If an organic farm were in an eradication zone, the grower would be required to use conventional products, losing organic status for one year. Without compliance, the property would be abated.
 
It is recommended that when a grower sprays for a different pest, they should choose a product that also works on ACP.
 
Eradication and management strategies differ according to season.
 
Product spraying frequency and product choice are delicate decisions so as not to cause resistance in ACP.
 
Expert dog sniffers can detect the presence of ACP, and have detected infested shipments that were subsequently destroyed. California is vigilant at all points of entry including airports, border traffic, and ports. Not all counties have expert canines; however, Fresno has one such specialist. The USDA also provides dogs, one of which works in Fresno.
 
Take Action Now
 
Start sampling now.
 
Do not rely on (color-saturated) yellow-sticky traps for detection. Remember that psyllids are attracted to citrus trees, which have both color and scent.

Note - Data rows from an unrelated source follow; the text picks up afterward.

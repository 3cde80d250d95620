//! The IKEv1 aggressive mode authentication hash.
//!
//! With a pre-shared key, the responder's hash is:
//! - SKEYID = prf(psk, Ni | Nr)
//! - HASH = prf(SKEYID, g_y | g_x | Cr | Ci | SAi | IDr)
//!
//! where prf is HMAC-MD5 or HMAC-SHA1, depending on the negotiated hash.

use std::{fmt, marker::PhantomData, str::FromStr};

use hmac::{
    digest::{KeyInit, Output},
    Hmac, Mac,
};
use md5::Md5;
use sha1::Sha1;

use crate::{
    error::{CrackError, Result},
    handshake::Exchange,
};

pub type HmacMd5 = Hmac<Md5>;
pub type HmacSha1 = Hmac<Sha1>;

/// The hash function negotiated in the exchange.
#[derive(Clone, Copy, Debug, PartialEq, Eq, Hash)]
pub enum HashAlgorithm {
    Md5,
    Sha1,
}

impl HashAlgorithm {
    /// Detects the algorithm from the size of a captured digest.
    pub fn from_digest_size(size: usize) -> Result<Self> {
        match size {
            16 => Ok(Self::Md5),
            20 => Ok(Self::Sha1),
            _ => Err(CrackError::UnknownDigestSize(size)),
        }
    }

    pub fn digest_size(self) -> usize {
        match self {
            Self::Md5 => 16,
            Self::Sha1 => 20,
        }
    }
}

impl fmt::Display for HashAlgorithm {
    fn fmt(&self, f: &mut fmt::Formatter) -> fmt::Result {
        match self {
            Self::Md5 => write!(f, "MD5"),
            Self::Sha1 => write!(f, "SHA1"),
        }
    }
}

impl FromStr for HashAlgorithm {
    type Err = CrackError;

    fn from_str(s: &str) -> Result<Self> {
        match s.to_ascii_lowercase().as_str() {
            "md5" => Ok(Self::Md5),
            "sha1" | "sha-1" => Ok(Self::Sha1),
            _ => Err(CrackError::UnsupportedAlgorithm(s.to_owned())),
        }
    }
}

/// Computes the authentication hash of candidate passwords for one exchange.
///
/// The MAC type is fixed at construction so the per-candidate path never
/// branches on the algorithm. Both HMAC messages are concatenated once here.
pub struct Oracle<M> {
    nonces: Vec<u8>,
    transcript: Vec<u8>,
    _mac: PhantomData<fn() -> M>,
}

impl<M: Mac + KeyInit> Oracle<M> {
    pub fn new(exchange: &Exchange) -> Self {
        Self {
            nonces: exchange.nonces(),
            transcript: exchange.transcript(),
            _mac: PhantomData,
        }
    }

    /// Returns the authentication hash the responder would send if `password`
    /// were the pre-shared key.
    #[inline]
    pub fn compute(&self, password: &[u8]) -> Output<M> {
        let skeyid = prf::<M>(password, &self.nonces);
        prf::<M>(&skeyid, &self.transcript)
    }
}

#[inline(always)]
fn prf<M: Mac + KeyInit>(key: &[u8], message: &[u8]) -> Output<M> {
    let mut mac = <M as KeyInit>::new_from_slice(key).expect("HMAC key");
    mac.update(message);
    mac.finalize().into_bytes()
}

/// Computes the authentication hash with an algorithm only known at runtime.
pub fn compute_hash(algorithm: HashAlgorithm, exchange: &Exchange, password: &[u8]) -> Vec<u8> {
    match algorithm {
        HashAlgorithm::Md5 => Oracle::<HmacMd5>::new(exchange).compute(password).to_vec(),
        HashAlgorithm::Sha1 => Oracle::<HmacSha1>::new(exchange).compute(password).to_vec(),
    }
}
fn panic_message(panic: &(dyn Any + Send)) -> &str {
    if let Some(message) = panic.downcast_ref::<&str>() {
        message
    } else if let Some(message) = panic.downcast_ref::<String>() {
        message
    } else {
        "unknown panic"
    }
}

#[cfg(test)]
mod tests {
    use std::thread;

    use crossbeam_channel::unbounded;

    use super::*;

    fn collect_events(events: Vec<Event>, workers: usize) -> (Collected, CancelFlag) {
        let (sender, receiver) = unbounded();
        for event in events {
            sender.send(event).unwrap();
        }
        drop(sender);

        let cancel = CancelFlag::new();
        let collected = collect(
            &receiver,
            workers,
            &cancel,
            &CancelFlag::new(),
            &mut NoProgress,
            &mut Throughput::new(),
        );
        (collected, cancel)
    }

    fn collected(found: Option<&str>, states: Vec<Option<WorkerState>>) -> Collected {
        Collected {
            found: found.map(str::to_owned),
            attempts: 10,
            states,
        }
    }

    fn done(worker: usize, state: WorkerState) -> Event {
        Event::Done { worker, state }
    }

    #[test]
    fn test_batch_size() {
        let config = SearchConfig::new();
        assert_eq!(config.batch_size_for(50), 1);
        assert_eq!(config.batch_size_for(676), 6);
        assert_eq!(config.batch_size_for(u128::MAX), MAX_BATCH_SIZE);

        let config = config.batch_size(Some(0));
        assert_eq!(config.batch_size_for(676), 1);
    }

    #[test]
    fn test_default_workers() {
        assert_eq!(SearchConfig::default().worker_count(), num_cpus::get());
        assert_eq!(SearchConfig::new().workers(0).worker_count(), 1);
    }

    #[test]
    fn test_collect_exhausted() {
        let (collected, cancel) = collect_events(
            vec![
                Event::Progress { worker: 0, count: 5 },
                Event::Progress { worker: 1, count: 7 },
                done(1, WorkerState::Exhausted),
                done(0, WorkerState::Exhausted),
            ],
            2,
        );

        assert_eq!(collected.attempts, 12);
        assert!(collected.found.is_none());
        assert!(collected.failed().is_empty());
        assert!(!collected.cancelled());
        assert!(!cancel.is_cancelled());
    }

    #[test]
    fn test_collect_keeps_first_found() {
        let (collected, cancel) = collect_events(
            vec![
                Event::Found {
                    worker: 1,
                    password: "first".to_owned(),
                    count: 3,
                },
                Event::Found {
                    worker: 0,
                    password: "second".to_owned(),
                    count: 4,
                },
                done(1, WorkerState::Found),
                done(0, WorkerState::Found),
            ],
            2,
        );

        assert_eq!(collected.found.as_deref(), Some("first"));
        assert_eq!(collected.attempts, 7);
        assert!(cancel.is_cancelled());
    }

    #[test]
    fn test_collect_detects_missing_workers() {
        let (collected, _) = collect_events(
            vec![
                Event::Progress { worker: 0, count: 5 },
                done(0, WorkerState::Exhausted),
                Event::Progress { worker: 2, count: 5 },
            ],
            3,
        );

        assert_eq!(collected.failed(), vec![1, 2]);
    }

    #[test]
    fn test_collect_ignores_duplicate_done() {
        let (collected, _) = collect_events(
            vec![
                done(0, WorkerState::Exhausted),
                done(0, WorkerState::Exhausted),
                done(7, WorkerState::Exhausted),
            ],
            2,
        );

        assert_eq!(collected.failed(), vec![1]);
    }

    #[test]
    fn test_collect_stops_once_all_done() {
        let (sender, receiver) = unbounded();
        sender.send(done(0, WorkerState::Cancelled)).unwrap();

        // the sender is still alive, so this would block if done events were not counted
        let collected = collect(
            &receiver,
            1,
            &CancelFlag::new(),
            &CancelFlag::new(),
            &mut NoProgress,
            &mut Throughput::new(),
        );

        assert!(collected.cancelled());
        drop(sender);
    }

    #[test]
    fn test_collect_forwards_stop_request() {
        let (sender, receiver) = unbounded();
        let cancel = CancelFlag::new();
        let stop = CancelFlag::new();
        stop.cancel();

        // a worker that only stops once the run is cancelled
        let worker = {
            let cancel = cancel.clone();
            thread::spawn(move || {
                while !cancel.is_cancelled() {
                    thread::sleep(Duration::from_millis(1));
                }
                sender.send(done(0, WorkerState::Cancelled)).unwrap();
            })
        };

        let collected = collect(
            &receiver,
            1,
            &cancel,
            &stop,
            &mut NoProgress,
            &mut Throughput::new(),
        );
        worker.join().unwrap();

        assert!(cancel.is_cancelled());
        assert!(matches!(collected.outcome(), Ok(Outcome::Interrupted)));
    }

    #[test]
    fn test_outcome_missing_worker_without_match() {
        let outcome = collected(None, vec![Some(WorkerState::Exhausted), None, None]).outcome();

        match outcome {
            Err(CrackError::WorkerFailure { workers }) => assert_eq!(workers, vec![1, 2]),
            other => panic!("unexpected outcome: {other:?}"),
        }
    }

    #[test]
    fn test_outcome_match_wins_over_missing_worker() {
        let outcome = collected(Some("42"), vec![None, Some(WorkerState::Found)]).outcome();

        assert_eq!(outcome.unwrap(), Outcome::Found("42".to_owned()));
    }

    #[test]
    fn test_outcome_cancelled_without_match() {
        let outcome = collected(
            None,
            vec![Some(WorkerState::Cancelled), Some(WorkerState::Exhausted)],
        )
        .outcome();

        assert_eq!(outcome.unwrap(), Outcome::Interrupted);
    }

    #[test]
    fn test_outcome_exhausted() {
        let outcome = collected(
            None,
            vec![Some(WorkerState::Exhausted), Some(WorkerState::Exhausted)],
        )
        .outcome();

        assert_eq!(outcome.unwrap(), Outcome::NotFound);
    }

    #[test]
    fn test_panic_message() {
        let panic: Box<dyn Any + Send> = Box::new("boom");
        assert_eq!(panic_message(&*panic), "boom");

        let panic: Box<dyn Any + Send> = Box::new(String::from("bang"));
        assert_eq!(panic_message(&*panic), "bang");

        let panic: Box<dyn Any + Send> = Box::new(42);
        assert_eq!(panic_message(&*panic), "unknown panic");
    }
}
use uom::si::{
    f64::{Pressure, ThermodynamicTemperature, Volume},
    pressure::pascal,
    thermodynamic_temperature::kelvin,
    volume::cubic_meter,
};

use crate::support::constraint::{Constrained, StrictlyPositive};

/// A fully known state of a fixed amount of gas.
#[derive(Debug, Clone, Copy, PartialEq)]
pub struct GasState {
    pub pressure: Pressure,
    pub volume: Volume,
    pub temperature: ThermodynamicTemperature,
}

impl GasState {
    /// `T` must already be known to lie above absolute zero.
    #[must_use]
    pub fn new(
        pressure: Constrained<Pressure, StrictlyPositive>,
        volume: Constrained<Volume, StrictlyPositive>,
        temperature: ThermodynamicTemperature,
    ) -> Self {
        Self {
            pressure: pressure.into_inner(),
            volume: volume.into_inner(),
            temperature,
        }
    }

    /// `PV / T` in J/K, conserved between states of the same sample.
    #[must_use]
    pub fn invariant(&self) -> f64 {
        self.pressure.get::<pascal>() * self.volume.get::<cubic_meter>()
            / self.temperature.get::<kelvin>()
    }

    /// The state at `volume` and `temperature` sharing this state's invariant.
    #[must_use]
    pub fn pressure_at(
        &self,
        volume: Constrained<Volume, StrictlyPositive>,
        temperature: ThermodynamicTemperature,
    ) -> Self {
        let volume = volume.into_inner();
        let p = self.invariant() * temperature.get::<kelvin>() / volume.get::<cubic_meter>();
        Self {
            pressure: Pressure::new::<pascal>(p),
            volume,
            temperature,
        }
    }

    #[must_use]
    pub fn volume_at(
        &self,
        pressure: Constrained<Pressure, StrictlyPositive>,
        temperature: ThermodynamicTemperature,
    ) -> Self {
        let pressure = pressure.into_inner();
        let v = self.invariant() * temperature.get::<kelvin>() / pressure.get::<pascal>();
        Self {
            pressure,
            volume: Volume::new::<cubic_meter>(v),
            temperature,
        }
    }

    #[must_use]
    pub fn temperature_at(
        &self,
        pressure: Constrained<Pressure, StrictlyPositive>,
        volume: Constrained<Volume, StrictlyPositive>,
    ) -> Self {
        let (pressure, volume) = (pressure.into_inner(), volume.into_inner());
        let t = pressure.get::<pascal>() * volume.get::<cubic_meter>() / self.invariant();
        Self {
            pressure,
            volume,
            temperature: ThermodynamicTemperature::new::<kelvin>(t),
        }
    }
}
//! Internal pipe flow calculators.

pub mod pipe_friction;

ACP likes an orchard’s edges, so test for their presence around a field’s perimeter, as well as down the center for good measure.
 
Go to the following websites for information, quarantine maps, crop protection cost-effectiveness:
·       CDFAWebsite
In the event a homeowner or grower suspects ACP on their property, take the bug, if possible, put it in alcohol, and contact the Fresno County Farm Bureau; Sylvie Robillard, Fresno County Grower Liaison; the CDFA Hotline, 1-800-481-1899 or your local Ag commissioner (if outside Fresno County).
 
Joel Nelson
Joel Nelson, California Citrus Mutual, President, commented, “If it weren’t serious, it would be exciting” due to the talent of the people involved in the fight to suppress the ACP and thereby avoid HLB disaster in the state. With southern California producing $750,000 and the Central Valley producing $1.5 billion in citrus, California is the largest citrus-producing state in the country, providing 85% of the country’s fresh citrus.
 
Stopping the spread of ACP and eradicating Huanglongbing (HLB) is among the top five priorities of the USDA. The federal government has contributed $10 million to the California program toward that end.
 
A coalition of groups is conducting a public relations campaign starting in southern California that includes distribution of bookmarks and brochures (in several languages) that have a little magnifying glass inside to detect ACP; enlisting legislators and box stores, among others, to help spread information; and launching a PSA next week featuring Citrus Grower Kevin Severns speaking about this crucial situation.There are 6 versions of the PSA on CCM’s YouTube Channel.
 
Nelson emphasized that every step this coalition in California takes is globally unprecedented. And the government is flexible and ready to adopt new strategies; using this effort in California as a model for other programs planned to eradicate foreign invading pests.
 
Assemblyman Jim Patterson concluded by acknowledging, “Agriculture is more than a livelihood; it‘s a life.”